Brent Rushlaw is the best—and brashest—U.S. two-man bobsled driver

Word is, he did a flip off a 50-foot bridge into the Saranac River in upstate New York as the ice was going out. He was once thrown off the U.S. bobsled team, in part for drinking too much. And folks in the Adirondacks still talk about the time he drove from Saranac Lake to Long Island—350 miles—in a '57 Chevy without any brakes. "Went right through all the red lights," says Brent Rushlaw, the hero of these tales. "Toughest part was the toll booths."

Rushlaw's real shy, real quiet and real trouble. He makes his living cooking food, painting houses, waiting tables and chopping wood. But he lives to drive a bobsled. And nobody in America, and almost nobody in the world, drives a two-man bobsled better than Rushlaw. Now, there's more to bobsled racing than driving—there's aerodynamics and athleticism, too—but Rushlaw's specialty is knowing the ropes, which, incidentally, are what you use to steer those 800-pound bullets.

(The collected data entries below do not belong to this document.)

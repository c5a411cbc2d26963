//! Grupos totalmente conectados (estilo GHZ)

use qlink_cell::{CellName, LINK_CAPACITY};
use serde::{Deserialize, Serialize};
use tracing::info;

use crate::error::{QubitError, QubitResult};
use crate::handle::QubitHandle;

/// Menor grupo aceito por padrão
pub const DEFAULT_MIN_GROUP: usize = 2;
/// Maior grupo possível: cada membro liga todos os outros
pub const MAX_GROUP: usize = LINK_CAPACITY + 1;

/// Limites de tamanho de grupo
#[derive(Debug, Clone, Copy, PartialEq, Eq, Serialize, Deserialize)]
pub struct GroupBounds {
    min: usize,
    max: usize,
}

impl Default for GroupBounds {
    fn default() -> Self {
        Self {
            min: DEFAULT_MIN_GROUP,
            max: MAX_GROUP,
        }
    }
}

impl GroupBounds {
    /// `1 <= min <= max <= MAX_GROUP`
    pub fn new(min: usize, max: usize) -> QubitResult<Self> {
        if min == 0 || min > max || max > MAX_GROUP {
            return Err(QubitError::InvalidConfig(format!(
                "group bounds {min}..={max} outside 1..={MAX_GROUP}"
            )));
        }
        Ok(Self { min, max })
    }

    pub fn min(&self) -> usize {
        self.min
    }

    pub fn max(&self) -> usize {
        self.max
    }

    pub fn check(&self, size: usize) -> QubitResult<()> {
        if size < self.min || size > self.max {
            return Err(QubitError::InvalidGroupSize {
                size,
                min: self.min,
                max: self.max,
            });
        }
        Ok(())
    }

    /// Liga cada membro a todos os outros e reinicia todos em (1/√2, 1/√2).
    ///
    /// O tamanho é checado uma vez antes de qualquer mutação. Valores
    /// anteriores são descartados; `set_state` depois da formação não se
    /// propaga, cada membro precisa ser ajustado pelo chamador.
    pub fn form(&self, members: &[&QubitHandle]) -> QubitResult<()> {
        self.check(members.len())?;

        let names: Vec<CellName> = members.iter().map(|m| m.cell_name().clone()).collect();
        for (i, member) in members.iter().enumerate() {
            let peers: Vec<CellName> = names
                .iter()
                .enumerate()
                .filter(|&(j, _)| j != i)
                .map(|(_, name)| name.clone())
                .collect();
            member.join_group(&peers)?;
        }

        info!(size = members.len(), members = ?names, "formed group");
        Ok(())
    }
}

/// Forma um grupo com os limites padrão (2 a 5 membros)
pub fn form_group(members: &[&QubitHandle]) -> QubitResult<()> {
    GroupBounds::default().form(members)
}
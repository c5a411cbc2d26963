//! # ⚛️ qlink-qubit : Shared-Memory Qubits
//!
//! Qubits simulados cujo estado vive numa célula nomeada e compartilhada
//! entre processos. Medir um qubit propaga o resultado para os peers
//! ligados; um qubit esquecido colapsa sozinho depois do prazo de
//! decoerência.
//!
//! ## Arquitetura
//!
//! ```text
//! ┌─────────────────────────────────────────────────┐
//! │          QubitHandle                            │
//! │  ┌───────────────────────────────────────────┐  │
//! │  │  Lock local + RNG                         │  │
//! │  └───────────────────────────────────────────┘  │
//! │  ┌───────────────────────────────────────────┐  │
//! │  │  Gates / Measure / Entangle               │  │
//! │  └───────────────────────────────────────────┘  │
//! │  ┌─────────────────────┐ ┌───────────────────┐  │
//! │  │  DecoherenceMonitor │ │  propagate()      │  │
//! │  └─────────────────────┘ └───────────────────┘  │
//! └─────────────────────────────────────────────────┘
//!                    │ CellStore
//!              qlink-cell (mmap)
//! ```
//!
//! ## Modelo de concorrência
//!
//! - Operações de um handle são ordenadas pelo lock local.
//! - A propagação escreve direto na célula do peer, sem o lock dele.
//! - A medição é monotônica: não medido → valor fixo, nunca revertido
//!   (exceto por re-preparação explícita do dono).
//! - Entre handles não há ordem entre um `measure()` e o monitor de outro.
//!
//! ## Exemplo
//!
//! ```ignore
//! use qlink_qubit::{QubitConfig, QubitHandle, form_group};
//! use std::time::Duration;
//!
//! let config = QubitConfig::default().with_decohere_timeout(Duration::from_millis(500));
//! let a = QubitHandle::new("a", config.clone())?;
//! let b = QubitHandle::new("b", config)?;
//!
//! form_group(&[&a, &b])?;
//! let r = a.measure()?;
//! assert_eq!(b.measurement(), Some(r));
//! ```

pub mod error;
pub mod config;
pub mod gate;
pub mod handle;
pub mod propagate;
pub mod group;
mod monitor;

pub use error::{QubitError, QubitResult};
pub use config::{QubitConfig, default_store, shm_dir};
pub use gate::Gate;
pub use handle::{QubitHandle, probability_of_one, unlink};
pub use propagate::{PropagationReport, propagate};
pub use group::{GroupBounds, MAX_GROUP, form_group};

// Re-exporta tipos da célula
pub use qlink_cell::{
    CellError, CellName, CellSnapshot, CellStore, Measurement, MemoryStore, OpenMode, Outcome,
    ShmStore,
};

Once upon a time U.S. bobsledding consisted of a bunch of beefy guys from the Adirondacks alternately sliding down the Lake Placid run and crawling out the tavern door. Well, Rushlaw is the last of that breed. He looks like what bobsledders used to look like and drinks the way bobsledders used to drink. Actually, with the big, black beard he wore until recently and his size 42 stout body and Mount Van Hoevenberg nose, Rushlaw could pass himself off as one of Santa's helpers—if Santa needed someone to lean on the reindeer a little. A couple of weeks ago, when Rushlaw got back from the U.S. team's pre-Olympic European tour, he shaved the beard. Now he looks like one of Zapata's helpers.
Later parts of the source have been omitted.